◆ **Required action**
From the entries below, return exactly the lines beginning at the one that contains "let colors: Vec<[f32;" and ending at the one that contains "assert_eq!(lifetime_scale(1.0), 0.0);", both of them included, and only those lines.

(Stored items)
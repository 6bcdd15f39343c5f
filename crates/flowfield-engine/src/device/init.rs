/// Initialization parameters for the GPU layer.
///
/// Keep this structure stable and minimal. Add configuration flags only when a
/// concrete platform or backend requirement exists.
#[derive(Debug, Clone)]
pub struct GpuInit {
    /// Prefer an sRGB surface format when available.
    ///
    /// Particle colours are authored in linear space; an sRGB target encodes them.
    pub prefer_srgb: bool,

    /// Present mode (swap behavior).
    ///
    /// FIFO paces the simulation to the display refresh.
    pub present_mode: wgpu::PresentMode,

    /// Optional alpha mode preference for the surface.
    ///
    /// If provided but unsupported on the current surface, a supported mode is selected.
    pub alpha_mode: Option<wgpu::CompositeAlphaMode>,

    /// Required wgpu features.
    ///
    /// The particle state store only needs `Rgba32Float` as a render attachment
    /// and as an unfiltered sampled texture, both available without features.
    pub required_features: wgpu::Features,

    /// Limits requested from the adapter/device.
    ///
    /// `max_texture_dimension_2d` caps the particle count at its square.
    pub required_limits: wgpu::Limits,

    /// Desired maximum frame latency for the surface.
    ///
    /// This value is a hint; support depends on platform/backend.
    pub desired_maximum_frame_latency: u32,
}

impl Default for GpuInit {
    fn default() -> Self {
        Self {
            prefer_srgb: true,
            present_mode: wgpu::PresentMode::Fifo,
            alpha_mode: None,
            required_features: wgpu::Features::empty(),
            required_limits: wgpu::Limits::default(),
            desired_maximum_frame_latency: 2,
        }
    }
}
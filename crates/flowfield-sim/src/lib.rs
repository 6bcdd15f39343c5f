//! Flow-field particle simulation core.
//!
//! Particles live in a square grid of `Rgba32Float`-shaped texels: `xyz` is the
//! world position, `w` a normalized age. Each step reads the readable surface,
//! writes the other one through a pure per-texel rule, then swaps.
//!
//! This crate holds the layout and the rule only. GPU resources live in
//! `flowfield-engine`, which mirrors [`FlowFieldIntegrator`] in WGSL.

mod error;
pub mod grid;
pub mod integrator;
pub mod noise_field;
pub mod params;
pub mod ping_pong;
pub mod points;
pub mod simulation;
pub mod state;

pub use error::SimError;
pub use grid::{GridCoord, GridMapping};
pub use integrator::{smoothstep, FlowFieldIntegrator};
pub use noise_field::{NoiseField, SimplexField};
pub use params::{SimulationParams, MAX_DELTA_TIME};
pub use ping_pong::PingPong;
pub use points::{lifetime_scale, point_sprites, ParticleAttributes, PointSprite};
pub use simulation::Simulation;
pub use state::{AuxInit, StateStore, Texel};
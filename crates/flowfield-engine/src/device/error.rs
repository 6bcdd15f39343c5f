/// High-level response after a surface error.
#[derive(Debug, Copy, Clone, Eq, PartialEq)]
pub enum SurfaceErrorAction {
    /// Surface was reconfigured; rendering may resume next frame.
    Reconfigured,
    /// Transient error; skip the current frame. The simulation is not stepped.
    SkipFrame,
    /// Fatal error (commonly OOM); terminate gracefully.
    Fatal,
}
use glam::Vec3;
use rand::rngs::StdRng;
use rand::{Rng, SeedableRng};

use crate::grid::GridMapping;
use crate::integrator::smoothstep;
use crate::state::StateStore;
use crate::SimError;

/// Static per-particle draw attributes, in particle index order.
///
/// These never change after setup; only the state texel a particle points at
/// evolves.
#[derive(Debug, Clone, PartialEq)]
pub struct ParticleAttributes {
    /// Texel-centred UV of each particle's state texel.
    pub uvs: Vec<[f32; 2]>,
    /// Per-particle size factor in `[0, 1)`.
    pub sizes: Vec<f32>,
    /// Linear RGB colour.
    pub colors: Vec<[f32; 3]>,
}

impl ParticleAttributes {
    /// Builds attributes for `grid` using the base mesh colours.
    ///
    /// `size_seed = None` draws sizes from OS entropy.
    pub fn new(
        grid: &GridMapping,
        colors: &[[f32; 3]],
        size_seed: Option<u64>,
    ) -> Result<Self, SimError> {
        if colors.len() != grid.count() {
            return Err(SimError::SeedLengthMismatch {
                expected: grid.count(),
                actual: colors.len(),
            });
        }

        let mut rng = match size_seed {
            Some(seed) => StdRng::seed_from_u64(seed),
            None => StdRng::from_entropy(),
        };
        let sizes = (0..grid.count()).map(|_| rng.gen_range(0.0..1.0)).collect();

        Ok(Self {
            uvs: grid.uvs(),
            sizes,
            colors: colors.to_vec(),
        })
    }

    #[inline]
    pub fn len(&self) -> usize {
        self.uvs.len()
    }

    #[inline]
    pub fn is_empty(&self) -> bool {
        self.uvs.is_empty()
    }
}

/// Size multiplier over a particle's life: fades in over the first 10% and out
/// over the last 30%.
pub fn lifetime_scale(age: f32) -> f32 {
    let fade_in = smoothstep(0.0, 0.1, age);
    let fade_out = 1.0 - smoothstep(0.7, 1.0, age);
    fade_in.min(fade_out)
}

/// A point ready to be handed to a rasterizer.
#[derive(Debug, Copy, Clone, PartialEq)]
pub struct PointSprite {
    pub position: Vec3,
    pub size: f32,
    pub color: [f32; 3],
}

/// Resolves every particle to a point sprite by exact-texel lookup into the
/// store's readable surface.
///
/// This is the CPU counterpart of the GPU sprite pass. Padding texels are never
/// visited and the store is only read.
pub fn point_sprites(store: &StateStore, attributes: &ParticleAttributes) -> Vec<PointSprite> {
    attributes
        .uvs
        .iter()
        .zip(&attributes.sizes)
        .zip(&attributes.colors)
        .map(|((&uv, &size), &color)| {
            let texel = store.sample_nearest(uv);
            PointSprite {
                position: texel.position,
                size: size * lifetime_scale(texel.aux),
                color,
            }
        })
        .collect()
}

#[cfg(test)]
mod tests {
    use super::*;
    use crate::state::{AuxInit, Texel};

    fn setup(n: usize) -> (StateStore, ParticleAttributes) {
        let grid = GridMapping::new(n).unwrap();
        let seeds: Vec<Vec3> = (0..n).map(|i| Vec3::splat(i as f32)).collect();
        let colors: Vec<[f32; 3]> = (0..n).map(|i| [i as f32 / n as f32, 0.5, 1.0]).collect();
        let store = StateStore::initialize(grid, &seeds, AuxInit::Seeded(1)).unwrap();
        let attrs = ParticleAttributes::new(&grid, &colors, Some(8)).unwrap();
        (store, attrs)
    }

    // ── attributes ────────────────────────────────────────────────────────

    #[test]
    fn attributes_follow_grid() {
        let (store, attrs) = setup(10);
        assert_eq!(attrs.len(), 10);
        assert_eq!(attrs.uvs, store.grid().uvs());
        assert!(attrs.sizes.iter().all(|s| (0.0..1.0).contains(s)));
    }

    #[test]
    fn seeded_sizes_are_reproducible() {
        let (_, a) = setup(20);
        let (_, b) = setup(20);
        assert_eq!(a.sizes, b.sizes);
    }

    #[test]
    fn colour_length_mismatch_is_fatal() {
        let grid = GridMapping::new(4).unwrap();
        let err = ParticleAttributes::new(&grid, &[[1.0; 3]; 5], None).unwrap_err();
        assert_eq!(err, SimError::SeedLengthMismatch { expected: 4, actual: 5 });
    }

    // ── lifetime ──────────────────────────────────────────────────────────

    #[test]
    fn lifetime_scale_fades_in_and_out() {
        assert_eq!(lifetime_scale(0.0), 0.0);
        assert_eq!(lifetime_scale(0.5), 1.0);
        assert_eq!(lifetime_scale(1.0), 0.0);
        assert!(lifetime_scale(0.05) > 0.0 && lifetime_scale(0.05) < 1.0);
        assert!(lifetime_scale(0.85) > 0.0 && lifetime_scale(0.85) < 1.0);
    }

    // ── sprites ───────────────────────────────────────────────────────────

    #[test]
    fn sprites_track_current_surface() {
        let (mut store, attrs) = setup(5);
        store.step(|cur, _| Texel::new(cur.position + Vec3::Y, 0.5));
        let sprites = point_sprites(&store, &attrs);
        assert_eq!(sprites.len(), 5);
        for (i, sprite) in sprites.iter().enumerate() {
            assert_eq!(sprite.position, Vec3::splat(i as f32) + Vec3::Y);
            assert_eq!(sprite.size, attrs.sizes[i]);
            assert_eq!(sprite.color, attrs.colors[i]);
        }
    }

    #[test]
    fn sprites_never_read_padding() {
        let (mut store, attrs) = setup(5);
        // Mark padding texels; none of them may show up as a sprite.
        store.step(|cur, base| {
            if *base == Texel::default() {
                Texel::new(Vec3::splat(-99.0), 0.5)
            } else {
                *cur
            }
        });
        assert!(point_sprites(&store, &attrs).iter().all(|s| s.position.x >= 0.0));
    }
}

◆ **Task result**
        let colors: Vec<[f32; 3]> = (0..n).map(|i| [i as f32 / n as f32, 0.5, 1.0]).collect();
        let store = StateStore::initialize(grid, &seeds, AuxInit::Seeded(1)).unwrap();
        let attrs = ParticleAttributes::new(&grid, &colors, Some(8)).unwrap();
        (store, attrs)
    }

    // ── attributes ────────────────────────────────────────────────────────

    #[test]
    fn attributes_follow_grid() {
        let (store, attrs) = setup(10);
        assert_eq!(attrs.len(), 10);
        assert_eq!(attrs.uvs, store.grid().uvs());
        assert!(attrs.sizes.iter().all(|s| (0.0..1.0).contains(s)));
    }

    #[test]
    fn seeded_sizes_are_reproducible() {
        let (_, a) = setup(20);
        let (_, b) = setup(20);
        assert_eq!(a.sizes, b.sizes);
    }

    #[test]
    fn colour_length_mismatch_is_fatal() {
        let grid = GridMapping::new(4).unwrap();
        let err = ParticleAttributes::new(&grid, &[[1.0; 3]; 5], None).unwrap_err();
        assert_eq!(err, SimError::SeedLengthMismatch { expected: 4, actual: 5 });
    }

    // ── lifetime ──────────────────────────────────────────────────────────

    #[test]
    fn lifetime_scale_fades_in_and_out() {
        assert_eq!(lifetime_scale(0.0), 0.0);
        assert_eq!(lifetime_scale(0.5), 1.0);
        assert_eq!(lifetime_scale(1.0), 0.0);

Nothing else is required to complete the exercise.